------ Material provided ------
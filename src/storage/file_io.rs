//! File I/O utilities with atomic writes
//!
//! Writes go to a sibling temp file that is synced and renamed over the
//! target, so a crash leaves either the old or the new contents on disk.

use std::fs::{self, File};
use std::io::{BufReader, BufWriter, Write};
use std::path::Path;

use serde::{de::DeserializeOwned, Serialize};
use tracing::debug;

use crate::error::FinplanError;

/// Read JSON from a file, returning `T::default()` when the file doesn't exist
pub fn read_json<T, P>(path: P) -> Result<T, FinplanError>
where
    T: DeserializeOwned + Default,
    P: AsRef<Path>,
{
    let path = path.as_ref();

    if !path.exists() {
        debug!(path = %path.display(), "no file yet, using defaults");
        return Ok(T::default());
    }

    let file = File::open(path)
        .map_err(|e| FinplanError::Storage(format!("Failed to open {}: {}", path.display(), e)))?;

    serde_json::from_reader(BufReader::new(file))
        .map_err(|e| FinplanError::Storage(format!("Failed to parse {}: {}", path.display(), e)))
}

/// Write JSON to a file atomically (write to temp, then rename)
pub fn write_json_atomic<T, P>(path: P, data: &T) -> Result<(), FinplanError>
where
    T: Serialize,
    P: AsRef<Path>,
{
    let path = path.as_ref();

    if let Some(parent) = path.parent() {
        fs::create_dir_all(parent).map_err(|e| {
            FinplanError::Storage(format!(
                "Failed to create directory {}: {}",
                parent.display(),
                e
            ))
        })?;
    }

    // Same directory as the target so the rename stays on one filesystem
    let temp_path = path.with_extension("json.tmp");

    let file = File::create(&temp_path)
        .map_err(|e| FinplanError::Storage(format!("Failed to create temp file: {}", e)))?;

    let mut writer = BufWriter::new(file);
    serde_json::to_writer_pretty(&mut writer, data)
        .map_err(|e| FinplanError::Storage(format!("Failed to serialize data: {}", e)))?;

    writer
        .flush()
        .map_err(|e| FinplanError::Storage(format!("Failed to flush data: {}", e)))?;

    writer
        .get_ref()
        .sync_all()
        .map_err(|e| FinplanError::Storage(format!("Failed to sync data: {}", e)))?;

    fs::rename(&temp_path, path).map_err(|e| {
        let _ = fs::remove_file(&temp_path);
        FinplanError::Storage(format!("Failed to rename temp file: {}", e))
    })?;

    debug!(path = %path.display(), "wrote file");
    Ok(())
}

#[cfg(test)]
mod tests {
    use super::*;
    use serde::{Deserialize, Serialize};
    use tempfile::TempDir;

    #[derive(Debug, Clone, PartialEq, Serialize, Deserialize, Default)]
    struct Record {
        name: String,
        value: i32,
    }

    #[test]
    fn test_read_missing_file_returns_default() {
        let temp_dir = TempDir::new().unwrap();
        let record: Record = read_json(temp_dir.path().join("missing.json")).unwrap();
        assert_eq!(record, Record::default());
    }

    #[test]
    fn test_write_then_read_leaves_no_temp_file() {
        let temp_dir = TempDir::new().unwrap();
        let path = temp_dir.path().join("nested").join("record.json");
        let record = Record {
            name: "food".into(),
            value: 42,
        };

        write_json_atomic(&path, &record).unwrap();

        assert!(path.exists());
        assert!(!path.with_extension("json.tmp").exists());
        assert_eq!(read_json::<Record, _>(&path).unwrap(), record);
    }

    #[test]
    fn test_corrupt_file_is_a_storage_error() {
        let temp_dir = TempDir::new().unwrap();
        let path = temp_dir.path().join("broken.json");
        fs::write(&path, "not json at all").unwrap();

        let err = read_json::<Record, _>(&path).unwrap_err();
        assert!(matches!(err, FinplanError::Storage(_)));
    }
}
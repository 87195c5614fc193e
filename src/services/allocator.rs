//! Budget period allocator
//!
//! Spreads a budget evenly over the days of a cycle and cuts the cycle into
//! blocks that end on Sundays, so each block lines up with a calendar week
//! row. The first block may be shorter (the cycle starts mid-week) and so may
//! the last (the cycle ends mid-week).
//!
//! Progress is weighted by block rather than by day: each block counts as one
//! row regardless of how many days it holds, and today's position is a
//! fraction of its own block.

use chrono::{Datelike, Duration, NaiveDate, Weekday};
use tracing::debug;

use crate::error::AllocationError;
use crate::models::{AllocationResult, CalendarMonth, CycleRange, CycleSettings, SpendingBlock};

/// Day that closes a block
pub const WEEK_BOUNDARY: Weekday = Weekday::Sun;

/// Inputs of a breakdown
#[derive(Debug, Clone, PartialEq)]
pub struct BudgetPeriodConfig {
    /// Budget to spread; must be positive
    pub total_budget: f64,
    /// Month plan name the cycle is anchored to, e.g. "December 2025"
    pub reference_month_name: String,
    pub cycle: CycleSettings,
}

impl BudgetPeriodConfig {
    pub fn new(total_budget: f64, reference_month_name: impl Into<String>, cycle: CycleSettings) -> Self {
        Self {
            total_budget,
            reference_month_name: reference_month_name.into(),
            cycle,
        }
    }
}

/// Compute the breakdown of `config` as seen on `today`
pub fn allocate(
    config: &BudgetPeriodConfig,
    today: NaiveDate,
) -> Result<AllocationResult, AllocationError> {
    let total_budget = config.total_budget;
    if total_budget.is_nan() || total_budget <= 0.0 {
        return Err(AllocationError::InvalidBudget);
    }

    let unparseable = || AllocationError::UnparseableDate(config.reference_month_name.clone());
    let month = CalendarMonth::parse(&config.reference_month_name).map_err(|_| unparseable())?;
    let range = CycleRange::resolve(month, &config.cycle).ok_or_else(unparseable)?;

    let total_days = range.total_days();
    let daily_budget = total_budget / f64::from(total_days);
    debug!(%range, total_days, daily_budget, "allocating budget over cycle");

    let blocks = split_into_blocks(&range, total_budget, daily_budget, today);
    let progress_percent = progress_percent(&blocks, &range, today);

    Ok(AllocationResult {
        range_start: range.start(),
        range_end: range.end(),
        blocks,
        total_budget,
        daily_budget,
        progress_percent,
    })
}

fn split_into_blocks(
    range: &CycleRange,
    total_budget: f64,
    daily_budget: f64,
    today: NaiveDate,
) -> Vec<SpendingBlock> {
    let mut blocks = Vec::new();
    let mut open_days: u32 = 0;
    let mut accumulated = 0.0;

    for day in range.days() {
        open_days += 1;

        if day.weekday() == WEEK_BOUNDARY || day == range.end() {
            let start = day - Duration::days(i64::from(open_days) - 1);
            let block_budget = daily_budget * f64::from(open_days);
            accumulated += block_budget;

            blocks.push(SpendingBlock::new(
                start,
                day,
                open_days,
                block_budget,
                total_budget - accumulated,
                today,
            ));
            open_days = 0;
        }
    }

    blocks
}

fn progress_percent(blocks: &[SpendingBlock], range: &CycleRange, today: NaiveDate) -> f64 {
    if today < range.start() {
        return 0.0;
    }
    if today > range.end() {
        return 100.0;
    }

    let Some(index) = blocks.iter().position(SpendingBlock::is_current) else {
        return 0.0;
    };

    let block = &blocks[index];
    let days_before: i64 = blocks[..index]
        .iter()
        .map(|b| i64::from(b.day_count()))
        .sum();
    let days_since_start = (today - range.start()).num_days();
    let days_into_block = days_since_start - days_before;

    let fraction = (days_into_block + 1) as f64 / f64::from(block.day_count());
    let visual_index = index as f64 + fraction;
    visual_index / blocks.len() as f64 * 100.0
}

#[cfg(test)]
mod tests {
    use super::*;

    fn date(y: i32, m: u32, d: u32) -> NaiveDate {
        NaiveDate::from_ymd_opt(y, m, d).unwrap()
    }

    fn calendar(budget: f64, month: &str) -> BudgetPeriodConfig {
        BudgetPeriodConfig::new(budget, month, CycleSettings::calendar())
    }

    fn approx(a: f64, b: f64) -> bool {
        (a - b).abs() < 1e-9
    }

    /// Every month of 2025-2026 under a mix of cycle settings
    fn sample_configs() -> Vec<BudgetPeriodConfig> {
        let cycles = [
            CycleSettings::calendar(),
            CycleSettings::starting_on(1, 0),
            CycleSettings::starting_on(15, 0),
            CycleSettings::starting_on(25, -1),
            CycleSettings::starting_on(31, 0),
            CycleSettings::starting_on(30, 1),
        ];
        let mut configs = Vec::new();
        for year in [2025, 2026] {
            for m in 1..=12 {
                let name = CalendarMonth::new(year, m).unwrap().to_string();
                for (i, cycle) in cycles.iter().enumerate() {
                    let budget = 1234.56 * (i as f64 + 1.0);
                    configs.push(BudgetPeriodConfig::new(budget, name.clone(), *cycle));
                }
            }
        }
        configs
    }

    #[test]
    fn test_thirty_day_month_starting_monday() {
        // June 2026 starts on a Monday and has 30 days
        let result = allocate(&calendar(3000.0, "June 2026"), date(2026, 5, 1)).unwrap();

        assert!(approx(result.daily_budget(), 100.0));
        let blocks = result.blocks();
        assert_eq!(blocks.len(), 5);

        assert_eq!(blocks[0].start_date(), date(2026, 6, 1));
        assert_eq!(blocks[0].end_date(), date(2026, 6, 7));
        assert_eq!(blocks[0].day_count(), 7);
        assert!(approx(blocks[0].block_budget(), 700.0));
        assert!(approx(blocks[0].cumulative_remainder(), 2300.0));
        assert_eq!(blocks[0].range_label(), "1 Jun - 7 Jun");

        let last = &blocks[4];
        assert_eq!(last.start_date(), date(2026, 6, 29));
        assert_eq!(last.end_date(), date(2026, 6, 30));
        assert_eq!(last.day_count(), 2);
        assert!(approx(last.block_budget(), 200.0));
        assert!(last.cumulative_remainder().abs() < 1e-9);
    }

    #[test]
    fn test_custom_start_day_spans_thirty_days() {
        // 15 Feb 2026 is a Sunday: a one-day first block
        let config = BudgetPeriodConfig::new(1000.0, "February 2026", CycleSettings::starting_on(15, 0));
        let result = allocate(&config, date(2026, 1, 1)).unwrap();

        let range = result.range();
        assert_eq!(range.start(), date(2026, 2, 15));
        assert_eq!(range.end(), date(2026, 3, 16));
        assert_eq!(range.total_days(), 30);

        let days: Vec<u32> = result.blocks().iter().map(|b| b.day_count()).collect();
        assert_eq!(days, vec![1, 7, 7, 7, 7, 1]);
        assert!(approx(result.daily_budget(), 1000.0 / 30.0));
    }

    #[test]
    fn test_start_day_rolls_into_next_month() {
        let config = BudgetPeriodConfig::new(900.0, "February 2026", CycleSettings::starting_on(30, 0));
        let result = allocate(&config, date(2026, 3, 1)).unwrap();
        assert_eq!(result.range().start(), date(2026, 3, 2));
        assert_eq!(result.range().end(), date(2026, 3, 31));
    }

    #[test]
    fn test_previous_month_offset() {
        let config = BudgetPeriodConfig::new(600.0, "January 2026", CycleSettings::starting_on(25, -1));
        let result = allocate(&config, date(2026, 1, 1)).unwrap();
        assert_eq!(result.range().start(), date(2025, 12, 25));
        assert_eq!(result.blocks()[0].range_label(), "25 Dec - 28 Dec");
    }

    #[test]
    fn test_zero_budget_is_rejected() {
        assert_eq!(
            allocate(&calendar(0.0, "June 2026"), date(2026, 6, 1)),
            Err(AllocationError::InvalidBudget)
        );
        assert_eq!(
            allocate(&calendar(-5.0, "June 2026"), date(2026, 6, 1)),
            Err(AllocationError::InvalidBudget)
        );
        assert_eq!(
            allocate(&calendar(f64::NAN, "June 2026"), date(2026, 6, 1)),
            Err(AllocationError::InvalidBudget)
        );
    }

    #[test]
    fn test_unparseable_month() {
        assert_eq!(
            allocate(&calendar(100.0, "Someday"), date(2026, 6, 1)),
            Err(AllocationError::UnparseableDate("Someday".into()))
        );
    }

    #[test]
    fn test_year_past_date_range_is_unparseable() {
        for name in ["December 262142", "June 300000"] {
            assert_eq!(
                allocate(&calendar(3000.0, name), date(2026, 6, 10)),
                Err(AllocationError::UnparseableDate(name.into()))
            );
            assert_eq!(
                allocate(
                    &BudgetPeriodConfig::new(3000.0, name, CycleSettings::starting_on(15, 0)),
                    date(2026, 6, 10)
                ),
                Err(AllocationError::UnparseableDate(name.into()))
            );
        }
    }

    #[test]
    fn test_block_budgets_sum_to_total() {
        for config in sample_configs() {
            let result = allocate(&config, date(2026, 3, 10)).unwrap();
            let total = config.total_budget;
            assert!(
                ((result.allocated_total() - total) / total).abs() < 1e-6,
                "{:?}",
                config
            );
            let last = result.blocks().last().unwrap();
            assert!(last.cumulative_remainder().abs() < 1e-6 * total);
        }
    }

    #[test]
    fn test_inner_blocks_are_full_weeks() {
        for config in sample_configs() {
            let result = allocate(&config, date(2026, 3, 10)).unwrap();
            let blocks = result.blocks();
            for block in &blocks[1..blocks.len().saturating_sub(1)] {
                assert_eq!(block.day_count(), 7, "{:?}", config);
                assert_eq!(block.end_date().weekday(), Weekday::Sun);
            }
            for block in blocks {
                assert!((1..=7).contains(&block.day_count()));
            }
        }
    }

    #[test]
    fn test_blocks_are_contiguous_and_cover_range() {
        for config in sample_configs() {
            let result = allocate(&config, date(2026, 3, 10)).unwrap();
            let blocks = result.blocks();
            let range = result.range();

            assert_eq!(blocks[0].start_date(), range.start());
            assert_eq!(blocks.last().unwrap().end_date(), range.end());
            for pair in blocks.windows(2) {
                assert_eq!(pair[0].end_date() + Duration::days(1), pair[1].start_date());
            }

            let days: u32 = blocks.iter().map(|b| b.day_count()).sum();
            assert_eq!(days, range.total_days());
        }
    }

    #[test]
    fn test_remainder_decreases() {
        let result = allocate(&calendar(3100.0, "March 2026"), date(2026, 3, 1)).unwrap();
        for pair in result.blocks().windows(2) {
            assert!(pair[1].cumulative_remainder() < pair[0].cumulative_remainder());
        }
    }

    #[test]
    fn test_at_most_one_current_block() {
        let config = BudgetPeriodConfig::new(500.0, "January 2026", CycleSettings::starting_on(25, -1));
        let mut today = date(2025, 12, 20);
        while today <= date(2026, 1, 30) {
            let result = allocate(&config, today).unwrap();
            let current = result.blocks().iter().filter(|b| b.is_current()).count();
            let expected = usize::from(result.range().contains(today));
            assert_eq!(current, expected, "{}", today);
            today += Duration::days(1);
        }
    }

    #[test]
    fn test_past_flags() {
        let result = allocate(&calendar(3000.0, "June 2026"), date(2026, 6, 10)).unwrap();
        let flags: Vec<(bool, bool)> = result
            .blocks()
            .iter()
            .map(|b| (b.is_past(), b.is_current()))
            .collect();
        assert_eq!(
            flags,
            vec![
                (true, false),
                (false, true),
                (false, false),
                (false, false),
                (false, false)
            ]
        );
    }

    #[test]
    fn test_progress_values() {
        let config = calendar(3000.0, "June 2026");
        let progress = |d: NaiveDate| allocate(&config, d).unwrap().progress_percent();

        assert_eq!(progress(date(2026, 5, 31)), 0.0);
        assert_eq!(progress(date(2026, 7, 1)), 100.0);
        assert!(approx(progress(date(2026, 6, 1)), (1.0 / 7.0) / 5.0 * 100.0));
        // Wednesday of the second week: 3 days into a 7-day block
        assert!(approx(progress(date(2026, 6, 10)), (1.0 + 3.0 / 7.0) / 5.0 * 100.0));
        assert!(approx(progress(date(2026, 6, 30)), 100.0));
    }

    #[test]
    fn test_progress_is_monotonic() {
        for config in sample_configs().into_iter().step_by(5) {
            let first = allocate(&config, date(2000, 1, 1)).unwrap();
            let range = first.range();
            assert_eq!(first.progress_percent(), 0.0);

            let mut previous = 0.0;
            let mut today = range.start() - Duration::days(3);
            while today <= range.end() + Duration::days(3) {
                let progress = allocate(&config, today).unwrap().progress_percent();
                assert!(progress >= previous, "{:?} on {}", config, today);
                assert!((0.0..=100.0).contains(&progress));
                previous = progress;
                today += Duration::days(1);
            }
            assert_eq!(previous, 100.0);
        }
    }

    #[test]
    fn test_short_range_is_one_block() {
        // 1-3 June 2026 is Mon-Wed; a 3-day window can't reach Sunday
        let range = CycleRange::new(date(2026, 6, 1), date(2026, 6, 3));
        let blocks = split_into_blocks(&range, 30.0, 10.0, date(2026, 6, 2));
        assert_eq!(blocks.len(), 1);
        assert_eq!(blocks[0].day_count(), 3);
        assert!(approx(progress_percent(&blocks, &range, date(2026, 6, 2)), 200.0 / 3.0));
    }
}
//! Category display formatting

use crate::models::Category;

/// Format categories in display order with their template amounts
pub fn format_category_list(categories: &[Category], symbol: &str) -> String {
    if categories.is_empty() {
        return "No categories found. Run 'finplan init' first.".to_string();
    }

    let name_width = categories
        .iter()
        .map(|c| c.name.len())
        .max()
        .unwrap_or(4)
        .max(4);

    let mut output = String::new();
    output.push_str(&format!(
        "{:>4}  {:<name_width$}  {:<7}  {:>12}  {:>5}\n",
        "ID",
        "Name",
        "Type",
        "Default",
        "Order",
        name_width = name_width,
    ));
    output.push_str(&format!(
        "{:->4}  {:-<name_width$}  {:-<7}  {:->12}  {:->5}\n",
        "",
        "",
        "",
        "",
        "",
        name_width = name_width,
    ));

    for category in categories {
        let category_type = category.category_type.unwrap_or_default();
        output.push_str(&format!(
            "{:>4}  {:<name_width$}  {:<7}  {:>12}  {:>5}\n",
            category.id.to_string(),
            category.name,
            category_type.to_string(),
            category.default_amount.format_with_symbol(symbol),
            category.sort_key(),
            name_width = name_width,
        ));
    }

    output
}

#[cfg(test)]
mod tests {
    use super::*;
    use crate::models::{CategoryId, CategoryType, Money};

    #[test]
    fn test_category_rows() {
        let output = format_category_list(
            &[
                Category::new(CategoryId::new(1), "Food")
                    .with_default_amount(Money::from_major(6_000))
                    .with_seq_no(2),
                Category::new(CategoryId::new(2), "Charge Others").with_type(CategoryType::Income),
            ],
            "$",
        );

        let food = output.lines().find(|l| l.contains("Food")).unwrap();
        assert!(food.contains("$6,000.00"));
        assert!(food.contains("Expense"));
        let income = output.lines().find(|l| l.contains("Charge Others")).unwrap();
        assert!(income.contains("Income"));
        assert!(income.trim_end().ends_with("99"));
    }
}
------
Search the entries for the word "first", then copy every line in which it is found.

//! row. The first block may be shorter (the cycle starts mid-week) and so may
        // 15 Feb 2026 is a Sunday: a one-day first block
            let first = allocate(&config, date(2000, 1, 1)).unwrap();
            let range = first.range();
            assert_eq!(first.progress_percent(), 0.0);
        return "No categories found. Run 'finplan init' first.".to_string();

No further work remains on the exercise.